Recently Network World reported merchants that redirect customer to third party can have such redirects hijacked. More than half the assets targeted in 2013 were e-commerce attacks. As a result, it has become a top priority to boost security. The new protocols will also help merchants to better protect the other valuable personal data that is frequently attached to payment card information.
Many retailers and restaurants outsource network, point-of-sale and system management to third party service providers. It is important for the provider to adhere to the most stringent security practices so the door is never opened to criminals. In accordance with PCI DSS 3.0, all such providers must state which controls they will address and which ones the merchant will be responsible for.
According to Tech Page One, is important to ensure physical POS hardware is secure. The effectiveness of network segmentation should be tested. Service providers must prove their commitment to maintain proper security of cardholder data obtained from its clients. A key factor is to have business contracts updated to reflect this crucial acknowledgment.

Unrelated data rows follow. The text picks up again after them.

//! Notification fan-out for order workflow transitions.
//!
//! - [`NotificationKind`] is the closed set of notifications, each with its own payload
//! - [`NotificationStore`] persists [`NotificationRecord`]s (in-memory or PostgreSQL)
//! - [`NotificationFanout`] turns one [`domain::OrderEvent`] into one record per
//!   interested recipient and never fails the caller

pub mod error;
pub mod fanout;
pub mod memory;
pub mod notification;
pub mod postgres;
pub mod store;

pub use error::{NotificationError, Result};
pub use fanout::{FanoutReport, NotificationFanout, notifications_for};
pub use memory::InMemoryNotificationStore;
pub use notification::{NotificationKind, NotificationRecord, Priority, Recipient};
pub use postgres::PostgresNotificationStore;
pub use store::NotificationStore;
//! Order transition events.
//!
//! Every state change the workflow engine makes is described by one
//! [`OrderEvent`]. Events drive notification fan-out and realtime
//! propagation; they are not the source of truth for the order itself.

use chrono::{DateTime, Utc};
use common::{OrderId, RestaurantId, SessionId, StaffId, TableId};
use serde::{Deserialize, Serialize};

use super::{Actor, Money, Order, OrderSource, OrderStatus};

/// Trait for domain events.
pub trait DomainEvent: Serialize + Send + Sync + Clone {
    /// Returns the event type name, used as the realtime event name.
    fn event_type(&self) -> &'static str;
}

/// The order fields every event carries so observers can route it.
#[derive(Debug, Clone, PartialEq, Serialize, Deserialize)]
pub struct OrderRef {
    pub order_id: OrderId,
    pub order_number: String,
    pub restaurant_id: RestaurantId,
    pub table_id: TableId,
    pub session_id: Option<SessionId>,
    pub assigned_staff_id: Option<StaffId>,
    pub status: OrderStatus,
}

impl From<&Order> for OrderRef {
    fn from(order: &Order) -> Self {
        Self {
            order_id: order.id,
            order_number: order.order_number.clone(),
            restaurant_id: order.restaurant_id,
            table_id: order.table_id,
            session_id: order.session_id,
            assigned_staff_id: order.assigned_staff_id,
            status: order.status,
        }
    }
}

/// Events emitted by order workflow transitions.
#[derive(Debug, Clone, PartialEq, Serialize, Deserialize)]
#[serde(tag = "type", content = "data", rename_all = "snake_case")]
pub enum OrderEvent {
    /// A new order was persisted.
    OrderCreated(OrderCreatedData),

    /// A staff member was assigned (automatically, manually, or after a rejection).
    OrderAssigned(OrderAssignedData),

    /// No staff member could be assigned; the order stays pending.
    NoStaffAvailable(NoStaffAvailableData),

    /// The assigned staff member accepted the order.
    OrderAccepted(OrderAcceptedData),

    /// The assigned staff member rejected the order.
    OrderRejected(OrderRejectedData),

    /// The order moved along the preparation lifecycle.
    OrderStatusChanged(OrderStatusChangedData),

    /// The order was cancelled.
    OrderCancelled(OrderCancelledData),

    /// The session ended and the table was released.
    TableReleased(TableReleasedData),
}

impl DomainEvent for OrderEvent {
    fn event_type(&self) -> &'static str {
        match self {
            OrderEvent::OrderCreated(_) => "order_created",
            OrderEvent::OrderAssigned(_) => "order_assigned",
            OrderEvent::NoStaffAvailable(_) => "no_staff_available",
            OrderEvent::OrderAccepted(_) => "order_accepted",
            OrderEvent::OrderRejected(_) => "order_rejected",
            OrderEvent::OrderStatusChanged(_) => "order_status_changed",
            OrderEvent::OrderCancelled(_) => "order_cancelled",
            OrderEvent::TableReleased(_) => "table_released",
        }
    }
}

#[derive(Debug, Clone, PartialEq, Serialize, Deserialize)]
pub struct OrderCreatedData {
    pub order: OrderRef,
    pub source: OrderSource,
    pub total: Money,
    pub item_count: usize,
    pub created_at: DateTime<Utc>,
}

#[derive(Debug, Clone, PartialEq, Serialize, Deserialize)]
pub struct OrderAssignedData {
    pub order: OrderRef,
    pub staff_id: StaffId,
    /// True when the assignment follows a rejection.
    pub reassignment: bool,
    pub assigned_at: DateTime<Utc>,
}

#[derive(Debug, Clone, PartialEq, Serialize, Deserialize)]
pub struct NoStaffAvailableData {
    pub order: OrderRef,
}

#[derive(Debug, Clone, PartialEq, Serialize, Deserialize)]
pub struct OrderAcceptedData {
    pub order: OrderRef,
    pub staff_id: StaffId,
    pub accepted_at: DateTime<Utc>,
}

#[derive(Debug, Clone, PartialEq, Serialize, Deserialize)]
pub struct OrderRejectedData {
    pub order: OrderRef,
    pub staff_id: StaffId,
    pub reason: String,
    pub rejected_at: DateTime<Utc>,
}

#[derive(Debug, Clone, PartialEq, Serialize, Deserialize)]
pub struct OrderStatusChangedData {
    pub order: OrderRef,
    pub from: OrderStatus,
    pub to: OrderStatus,
    pub updated_by: Actor,
    pub changed_at: DateTime<Utc>,
}

#[derive(Debug, Clone, PartialEq, Serialize, Deserialize)]
pub struct OrderCancelledData {
    pub order: OrderRef,
    pub from: OrderStatus,
    pub reason: Option<String>,
    pub cancelled_by: Actor,
    pub cancelled_at: DateTime<Utc>,
}

#[derive(Debug, Clone, PartialEq, Serialize, Deserialize)]
pub struct TableReleasedData {
    pub restaurant_id: RestaurantId,
    pub table_id: TableId,
    pub session_id: SessionId,
    pub released_by: Actor,
    pub released_at: DateTime<Utc>,
}

impl OrderEvent {
    pub fn order_created(order: &Order, source: OrderSource, item_count: usize) -> Self {
        OrderEvent::OrderCreated(OrderCreatedData {
            order: order.into(),
            source,
            total: order.total,
            item_count,
            created_at: order.created_at,
        })
    }

    pub fn order_assigned(order: &Order, staff_id: StaffId, reassignment: bool) -> Self {
        OrderEvent::OrderAssigned(OrderAssignedData {
            order: order.into(),
            staff_id,
            reassignment,
            assigned_at: order.updated_at,
        })
    }

    pub fn no_staff_available(order: &Order) -> Self {
        OrderEvent::NoStaffAvailable(NoStaffAvailableData {
            order: order.into(),
        })
    }

    pub fn order_accepted(order: &Order, staff_id: StaffId) -> Self {
        OrderEvent::OrderAccepted(OrderAcceptedData {
            order: order.into(),
            staff_id,
            accepted_at: order.updated_at,
        })
    }

    pub fn order_rejected(order: &Order, staff_id: StaffId, reason: impl Into<String>) -> Self {
        OrderEvent::OrderRejected(OrderRejectedData {
            order: order.into(),
            staff_id,
            reason: reason.into(),
            rejected_at: order.updated_at,
        })
    }

    pub fn status_changed(order: &Order, from: OrderStatus, updated_by: Actor) -> Self {
        OrderEvent::OrderStatusChanged(OrderStatusChangedData {
            order: order.into(),
            from,
            to: order.status,
            updated_by,
            changed_at: order.updated_at,
        })
    }

    pub fn order_cancelled(order: &Order, from: OrderStatus, cancelled_by: Actor) -> Self {
        OrderEvent::OrderCancelled(OrderCancelledData {
            order: order.into(),
            from,
            reason: order.cancellation_reason.clone(),
            cancelled_by,
            cancelled_at: order.cancelled_at.unwrap_or(order.updated_at),
        })
    }

    pub fn table_released(
        restaurant_id: RestaurantId,
        table_id: TableId,
        session_id: SessionId,
        released_by: Actor,
    ) -> Self {
        OrderEvent::TableReleased(TableReleasedData {
            restaurant_id,
            table_id,
            session_id,
            released_by,
            released_at: Utc::now(),
        })
    }

    /// Returns the order reference, if the event concerns a single order.
    pub fn order(&self) -> Option<&OrderRef> {
        match self {
            OrderEvent::OrderCreated(d) => Some(&d.order),
            OrderEvent::OrderAssigned(d) => Some(&d.order),
            OrderEvent::NoStaffAvailable(d) => Some(&d.order),
            OrderEvent::OrderAccepted(d) => Some(&d.order),
            OrderEvent::OrderRejected(d) => Some(&d.order),
            OrderEvent::OrderStatusChanged(d) => Some(&d.order),
            OrderEvent::OrderCancelled(d) => Some(&d.order),
            OrderEvent::TableReleased(_) => None,
        }
    }

    /// Returns the restaurant the event belongs to.
    pub fn restaurant_id(&self) -> RestaurantId {
        match self {
            OrderEvent::TableReleased(d) => d.restaurant_id,
            other => other
                .order()
                .map(|o| o.restaurant_id)
                .unwrap_or_default(),
        }
    }

    /// Returns the customer session the event concerns, if any.
    pub fn session_id(&self) -> Option<SessionId> {
        match self {
            OrderEvent::TableReleased(d) => Some(d.session_id),
            other => other.order().and_then(|o| o.session_id),
        }
    }

    /// Returns every staff member involved in the event.
    pub fn staff_ids(&self) -> Vec<StaffId> {
        let mut ids = Vec::new();
        match self {
            OrderEvent::OrderAssigned(d) => ids.push(d.staff_id),
            OrderEvent::OrderAccepted(d) => ids.push(d.staff_id),
            OrderEvent::OrderRejected(d) => ids.push(d.staff_id),
            _ => {}
        }
        if let Some(staff_id) = self.order().and_then(|o| o.assigned_staff_id) {
            if !ids.contains(&staff_id) {
                ids.push(staff_id);
            }
        }
        ids
    }
}

#[cfg(test)]
mod tests {
    use super::*;
    use crate::order::entity::fixtures::pending_order;
    use crate::order::OrderPatch;

    #[test]
    fn event_types_are_snake_case() {
        let order = pending_order();
        assert_eq!(
            OrderEvent::order_created(&order, OrderSource::Customer, 1).event_type(),
            "order_created"
        );
        assert_eq!(
            OrderEvent::no_staff_available(&order).event_type(),
            "no_staff_available"
        );
    }

    #[test]
    fn serialized_tag_matches_event_type() {
        let order = pending_order();
        let event = OrderEvent::order_created(&order, OrderSource::Customer, 2);
        let json = serde_json::to_value(&event).unwrap();
        assert_eq!(json["type"], event.event_type());
        assert_eq!(json["data"]["item_count"], 2);
    }

    #[test]
    fn rejection_routes_to_rejecting_staff() {
        let mut order = pending_order();
        let staff = StaffId::new();
        OrderPatch::assign(staff, Utc::now()).apply_to(&mut order);
        OrderPatch::reject("too busy", Utc::now()).apply_to(&mut order);

        let event = OrderEvent::order_rejected(&order, staff, "too busy");
        assert_eq!(event.staff_ids(), vec![staff]);
        assert_eq!(event.restaurant_id(), order.restaurant_id);
        assert_eq!(event.session_id(), order.session_id);
    }

    #[test]
    fn assigned_staff_is_included_once() {
        let mut order = pending_order();
        let staff = StaffId::new();
        OrderPatch::assign(staff, Utc::now()).apply_to(&mut order);
        let event = OrderEvent::order_assigned(&order, staff, false);
        assert_eq!(event.staff_ids(), vec![staff]);
    }

    #[test]
    fn table_released_has_no_order() {
        let event = OrderEvent::table_released(
            RestaurantId::new(),
            TableId::new(),
            SessionId::new(),
            Actor::Owner,
        );
        assert!(event.order().is_none());
        assert!(event.session_id().is_some());
        assert!(event.staff_ids().is_empty());
    }
}
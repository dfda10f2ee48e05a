//! API error types with HTTP response mapping.

use axum::http::StatusCode;
use axum::response::{IntoResponse, Response};
use notifications::NotificationError;
use order_store::StoreError;
use workflow::WorkflowError;

/// API-level error type that maps to HTTP responses.
#[derive(Debug)]
pub enum ApiError {
    /// Resource not found.
    NotFound(String),
    /// Bad request from the client.
    BadRequest(String),
    /// Workflow operation error.
    Workflow(WorkflowError),
    /// Notification store error.
    Notification(NotificationError),
    /// Internal server error.
    Internal(String),
}

impl IntoResponse for ApiError {
    fn into_response(self) -> Response {
        let (status, message, details) = match self {
            ApiError::NotFound(msg) => (StatusCode::NOT_FOUND, msg, Vec::new()),
            ApiError::BadRequest(msg) => (StatusCode::BAD_REQUEST, msg, Vec::new()),
            ApiError::Workflow(err) => workflow_error_to_response(err),
            ApiError::Notification(err) => {
                let (status, message) = notification_error_to_response(err);
                (status, message, Vec::new())
            }
            ApiError::Internal(msg) => {
                tracing::error!(error = %msg, "internal server error");
                (StatusCode::INTERNAL_SERVER_ERROR, msg, Vec::new())
            }
        };

        let body = if details.is_empty() {
            serde_json::json!({ "error": message })
        } else {
            serde_json::json!({ "error": message, "details": details })
        };
        (status, axum::Json(body)).into_response()
    }
}

fn workflow_error_to_response(err: WorkflowError) -> (StatusCode, String, Vec<String>) {
    match &err {
        WorkflowError::Validation(errors) => (
            StatusCode::UNPROCESSABLE_ENTITY,
            "Validation failed".to_string(),
            errors.messages(),
        ),
        WorkflowError::NotFound(_) | WorkflowError::SessionNotFound(_) => {
            (StatusCode::NOT_FOUND, err.to_string(), Vec::new())
        }
        WorkflowError::Conflict { .. } | WorkflowError::InvalidTransition { .. } => {
            (StatusCode::CONFLICT, err.to_string(), Vec::new())
        }
        WorkflowError::Persistence(StoreError::NotFound { .. }) => {
            (StatusCode::NOT_FOUND, err.to_string(), Vec::new())
        }
        WorkflowError::Persistence(store_err) => {
            tracing::error!(error = %store_err, "order store failure");
            (StatusCode::SERVICE_UNAVAILABLE, err.to_string(), Vec::new())
        }
    }
}

fn notification_error_to_response(err: NotificationError) -> (StatusCode, String) {
    match &err {
        NotificationError::NotFound(_) => (StatusCode::NOT_FOUND, err.to_string()),
        NotificationError::UnknownRecipientType(_) => (StatusCode::BAD_REQUEST, err.to_string()),
        _ => {
            tracing::error!(error = %err, "notification store failure");
            (StatusCode::SERVICE_UNAVAILABLE, err.to_string())
        }
    }
}

impl From<WorkflowError> for ApiError {
    fn from(err: WorkflowError) -> Self {
        ApiError::Workflow(err)
    }
}

impl From<NotificationError> for ApiError {
    fn from(err: NotificationError) -> Self {
        ApiError::Notification(err)
    }
}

An example is the updated standard requires third party service providers use a unique password for each merchant they connect to remotely with dual factor authentication for such connections. This helps to eliminate a cookie-cutter approach that makes it easier for hackers to access sensitive information. A more complex protocol can deter hackers or at least make it more difficult to access personal data.
With just a few months left, now is the time to begin implementing these requirements to be compliant with PCI DSS Version 3.0. Businesses must first determine where they have valuable data and verify updated security services and technologies are implemented to prevent attacks. As cyber criminals become more savvy, merchants must take steps to ensure the data they collect is properly processed to protect themselves and their valued customers.
A secure environment makes customers feel more comfortable to do business with certain merchants, Security breaches can cause corporate profits to plummet. Many companies are providing updated PCI training through online courses and customized programs offered by e-learning educators. A short training session can go a long way in protecting sensitive credit card information and a company’s reputation in the future. Training courses also help companies pass a mandatory audit in the future.